**Available data:**
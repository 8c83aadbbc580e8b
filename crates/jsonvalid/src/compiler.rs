use std::{
    cell::RefCell,
    sync::{Arc, OnceLock},
};

use ahash::AHashMap;
use fancy_regex::Regex;
use serde_json::{Map, Value};

use crate::{
    keywords::{self, required::RequiredValidator},
    node::SchemaNode,
    options::ValidationOptions,
    paths::{Location, LocationSegment},
    regex,
    types::{JsonType, JsonTypeSet},
    validator::Validator,
    SchemaError,
};

pub(crate) type SubroutineId = usize;

/// Targets that are compiled once and shared by every place that uses them.
#[derive(Debug, Clone, PartialEq, Eq, Hash)]
pub(crate) enum SubroutineKey {
    /// A `$ref` value, verbatim.
    Reference(String),
    /// A format whose definition is a schema.
    Format(String),
}

/// Compiled targets of references and schema formats.
///
/// An id is handed out before its target is compiled, so a target that reaches itself again
/// gets the same id instead of being compiled recursively. The cell is filled once the target
/// is done.
#[derive(Default)]
pub(crate) struct Subroutines {
    map: AHashMap<SubroutineKey, SubroutineId>,
    nodes: Vec<OnceLock<SchemaNode>>,
}

impl Subroutines {
    pub(crate) fn get(&self, key: &SubroutineKey) -> Option<SubroutineId> {
        self.map.get(key).copied()
    }

    pub(crate) fn reserve(&mut self, key: SubroutineKey) -> SubroutineId {
        let id = self.nodes.len();
        self.nodes.push(OnceLock::new());
        self.map.insert(key, id);
        id
    }

    /// Store the compiled target of a reserved id.
    pub(crate) fn fill(&mut self, id: SubroutineId, node: SchemaNode) {
        let filled = self.nodes.get(id).is_some_and(|cell| cell.set(node).is_ok());
        debug_assert!(filled, "subroutine {id} must be reserved and filled once");
    }

    pub(crate) fn into_nodes(self) -> Box<[OnceLock<SchemaNode>]> {
        self.nodes.into_boxed_slice()
    }
}

/// State shared by every context of a single compilation.
#[derive(Default)]
struct Shared {
    subroutines: Subroutines,
    patterns: AHashMap<String, Arc<Regex>>,
}

/// Context holds information about the part of the schema being compiled.
#[derive(Clone)]
pub(crate) struct Context<'a> {
    config: &'a ValidationOptions,
    root: &'a Value,
    location: Location,
    shared: &'a RefCell<Shared>,
}

impl<'a> Context<'a> {
    pub(crate) fn config(&self) -> &'a ValidationOptions {
        self.config
    }

    pub(crate) fn location(&self) -> &Location {
        &self.location
    }

    #[inline]
    pub(crate) fn new_at_location<'s>(&self, segment: impl Into<LocationSegment<'s>>) -> Self {
        Context {
            location: self.location.join(segment),
            ..self.clone()
        }
    }

    /// Compile `pattern`, reusing an earlier compilation of the same text.
    pub(crate) fn get_or_compile_regex(
        &self,
        pattern: &str,
        location: &Location,
    ) -> Result<Arc<Regex>, SchemaError> {
        if let Some(regex) = self.shared.borrow().patterns.get(pattern) {
            return Ok(Arc::clone(regex));
        }
        let regex = Arc::new(
            regex::build(pattern)
                .map_err(|error| SchemaError::invalid_regex(location.clone(), pattern, &error))?,
        );
        self.shared
            .borrow_mut()
            .patterns
            .insert(pattern.to_string(), Arc::clone(&regex));
        Ok(regex)
    }

    /// Compile the target of `reference`.
    ///
    /// Returns `None` if the reference cannot be resolved.
    pub(crate) fn compile_reference(
        &self,
        reference: &str,
    ) -> Result<Option<SubroutineId>, SchemaError> {
        let key = SubroutineKey::Reference(reference.to_string());
        if let Some(id) = self.shared.borrow().subroutines.get(&key) {
            tracing::trace!(reference, id, "Reusing compiled reference");
            return Ok(Some(id));
        }
        let Some(target) = referencing::resolve(self.root, &self.config.schemas, reference) else {
            tracing::debug!(
                reference,
                location = %self.location,
                "Unresolvable reference, ignoring it"
            );
            return Ok(None);
        };
        if !matches!(target, Value::Object(_) | Value::Bool(_)) {
            tracing::debug!(
                reference,
                location = %self.location,
                "Reference target is not a schema, ignoring it"
            );
            return Ok(None);
        }
        self.compile_subroutine(key, target, self.location.join("$ref"))
            .map(Some)
    }

    /// Compile a format defined as a schema.
    pub(crate) fn compile_format_schema(
        &self,
        name: &str,
        schema: &'a Value,
    ) -> Result<SubroutineId, SchemaError> {
        let key = SubroutineKey::Format(name.to_string());
        if let Some(id) = self.shared.borrow().subroutines.get(&key) {
            tracing::trace!(format = name, id, "Reusing compiled format");
            return Ok(id);
        }
        self.compile_subroutine(key, schema, self.location.join("format"))
    }

    fn compile_subroutine(
        &self,
        key: SubroutineKey,
        target: &'a Value,
        location: Location,
    ) -> Result<SubroutineId, SchemaError> {
        let id = self.shared.borrow_mut().subroutines.reserve(key);
        tracing::trace!(id, location = %location, "Compiling subroutine");
        let ctx = Context {
            location,
            ..self.clone()
        };
        let node = compile(&ctx, target)?;
        self.shared.borrow_mut().subroutines.fill(id, node);
        Ok(id)
    }
}

/// Compile `schema` into a [`Validator`].
pub(crate) fn build(config: &ValidationOptions, schema: &Value) -> Result<Validator, SchemaError> {
    let shared = RefCell::new(Shared::default());
    let root = {
        let ctx = Context {
            config,
            root: schema,
            location: Location::new(),
            shared: &shared,
        };
        compile(&ctx, schema)?
    };
    let subroutines = shared.into_inner().subroutines.into_nodes();
    Ok(Validator::new(root, subroutines, schema.clone(), config))
}

/// Compile a single schema node and everything below it.
pub(crate) fn compile<'a>(ctx: &Context<'a>, schema: &'a Value) -> Result<SchemaNode, SchemaError> {
    match schema {
        Value::Object(map) => compile_object(ctx, map),
        Value::Bool(_) => Ok(SchemaNode::empty(ctx.location())),
        _ => Err(SchemaError::invalid_schema(ctx.location().clone())),
    }
}

fn compile_object<'a>(
    ctx: &Context<'a>,
    schema: &'a Map<String, Value>,
) -> Result<SchemaNode, SchemaError> {
    check_keywords(ctx, schema)?;
    let config = ctx.config();

    let tuple = match schema.get("items") {
        Some(Value::Array(items)) => Some(items),
        _ => None,
    };
    let (types, declared_type) = if tuple.is_some() {
        (
            Some(JsonTypeSet::from(JsonType::Array)),
            Some(Value::from(JsonType::Array.as_str())),
        )
    } else {
        match schema.get("type") {
            Some(value) => (compile_type(ctx, value)?, Some(value.clone())),
            None => (None, None),
        }
    };

    let mut required = false;
    let mut required_properties = None;
    match schema.get("required") {
        None => {}
        Some(Value::Bool(value)) => required = *value,
        Some(value @ Value::Array(_)) => {
            required_properties = Some(RequiredValidator::compile(ctx, value)?);
        }
        Some(_) => {
            return Err(SchemaError::invalid_keyword_value(
                ctx.location().join("required"),
                "required",
                "a boolean or an array of strings",
            ))
        }
    }

    let mut head = Vec::new();
    if let Some(items) = tuple {
        if let Some(validator) = keywords::items::compile_additional_items(ctx, schema, items.len())
        {
            head.push(validator?);
        }
    }
    if let Some(value) = schema.get("format") {
        head.push(keywords::format::compile(ctx, value)?);
    }

    let mut tail = Vec::new();
    for (keyword, compile_keyword) in keywords::TRAILING {
        if config.keywords.contains_key(*keyword) {
            continue;
        }
        if let Some(value) = schema.get(*keyword) {
            if let Some(validator) = compile_keyword(ctx, schema, value) {
                tail.push(validator?);
            }
        }
    }
    if let Some(items) = tuple {
        tail.push(keywords::items::compile_tuple(ctx, items)?);
    } else if let Some(value) = schema.get("properties") {
        if let Some(validator) = keywords::properties::compile(ctx, schema, value) {
            tail.push(validator?);
        }
    }
    for (keyword, value) in schema {
        if let Some(factory) = config.keywords.get(keyword) {
            tail.push(keywords::custom::compile(ctx, factory.as_ref(), schema, keyword, value)?);
        }
    }

    Ok(SchemaNode {
        type_location: ctx.location().join("type"),
        required_location: ctx.location().join("required"),
        default: schema.get("default").cloned(),
        required,
        types,
        declared_type,
        head,
        required_properties,
        greedy: config.greedy,
        tail,
    })
}

/// Reject keywords that would otherwise be silently ignored.
fn check_keywords(ctx: &Context<'_>, schema: &Map<String, Value>) -> Result<(), SchemaError> {
    for keyword in schema.keys() {
        if !keywords::is_known(keyword) && !ctx.config().keywords.contains_key(keyword) {
            return Err(SchemaError::unknown_keyword(
                ctx.location().join(keyword),
                keyword,
            ));
        }
    }
    Ok(())
}

/// `None` means any value is accepted.
fn compile_type(ctx: &Context<'_>, value: &Value) -> Result<Option<JsonTypeSet>, SchemaError> {
    let location = ctx.location().join("type");
    let parse = |name: &Value| -> Result<Option<JsonType>, SchemaError> {
        match name {
            Value::String(name) if name == "any" => Ok(None),
            Value::String(name) => name
                .parse()
                .map(Some)
                .map_err(|()| SchemaError::unknown_type(location.clone(), name)),
            _ => Err(SchemaError::invalid_keyword_value(
                location.clone(),
                "type",
                "a string or an array of strings",
            )),
        }
    };
    match value {
        Value::Array(names) => {
            let mut types = JsonTypeSet::empty();
            let mut any = names.is_empty();
            for name in names {
                match parse(name)? {
                    Some(ty) => types = types.insert(ty),
                    None => any = true,
                }
            }
            Ok((!any).then_some(types))
        }
        _ => Ok(parse(value)?.map(JsonTypeSet::from)),
    }
}

#[cfg(test)]
mod tests {
    use crate::{error::SchemaErrorKind, tests_util};
    use serde_json::{json, Value};
    use test_case::test_case;

    #[test_case(&json!({"foo": 1}), "/foo"; "top level")]
    #[test_case(&json!({"properties": {"a": {"typo": 1}}}), "/properties/a/typo"; "nested")]
    fn unknown_keyword(schema: &Value, location: &str) {
        let error = crate::validator_for(schema).expect_err("Should fail");
        assert!(matches!(error.kind(), SchemaErrorKind::UnknownKeyword(_)));
        assert_eq!(error.location().as_str(), location);
    }

    #[test]
    fn unknown_type() {
        let error = crate::validator_for(&json!({"type": "text"})).expect_err("Should fail");
        assert_eq!(error.kind(), &SchemaErrorKind::UnknownType("text".into()));
        assert_eq!(error.to_string(), "Unknown type: text (at /type)");
    }

    #[test_case(&json!({"type": 1}))]
    #[test_case(&json!({"required": "x"}))]
    #[test_case(&json!({"properties": {"a": 1}}))]
    fn malformed(schema: &Value) {
        assert!(crate::validator_for(schema).is_err());
    }

    #[test_case(&json!({"title": "t", "description": "d", "$schema": "x", "definitions": {}}))]
    #[test_case(&json!({"$id": "x", "id": "y", "$comment": "c", "examples": []}))]
    #[test_case(&json!({"const": 1, "contains": {}, "propertyNames": {}}))]
    #[test_case(&json!({"if": {}, "then": {}, "else": {}, "readOnly": true, "writeOnly": false}))]
    fn tolerated(schema: &Value) {
        tests_util::is_valid(schema, &json!(42));
    }

    #[test_case(&json!({"type": "any"}), &json!(null))]
    #[test_case(&json!({"type": ["any", "string"]}), &json!(1))]
    #[test_case(&json!({"type": []}), &json!(1))]
    fn any_type(schema: &Value, instance: &Value) {
        tests_util::is_valid(schema, instance);
    }

    #[test]
    fn boolean_subschema() {
        tests_util::is_valid(&json!({"properties": {"a": true, "b": false}}), &json!({"a": 1, "b": 2}));
    }

    #[test]
    fn self_reference_compiles_once() {
        let schema = json!({
            "definitions": {"list": {"type": "array", "items": {"$ref": "#/definitions/list"}}},
            "properties": {
                "a": {"$ref": "#/definitions/list"},
                "b": {"$ref": "#/definitions/list"}
            }
        });
        let validator = crate::validator_for(&schema).expect("Invalid schema");
        assert_eq!(validator.subroutine_count(), 1);
    }
}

**What you are asked to do:** From the listing above, copy all lines holding the word "tail".

**Task answer:**
    let mut tail = Vec::new();
                tail.push(validator?);
        tail.push(keywords::items::compile_tuple(ctx, items)?);
            tail.push(validator?);
            tail.push(keywords::custom::compile(ctx, factory.as_ref(), schema, keyword, value)?);
        tail,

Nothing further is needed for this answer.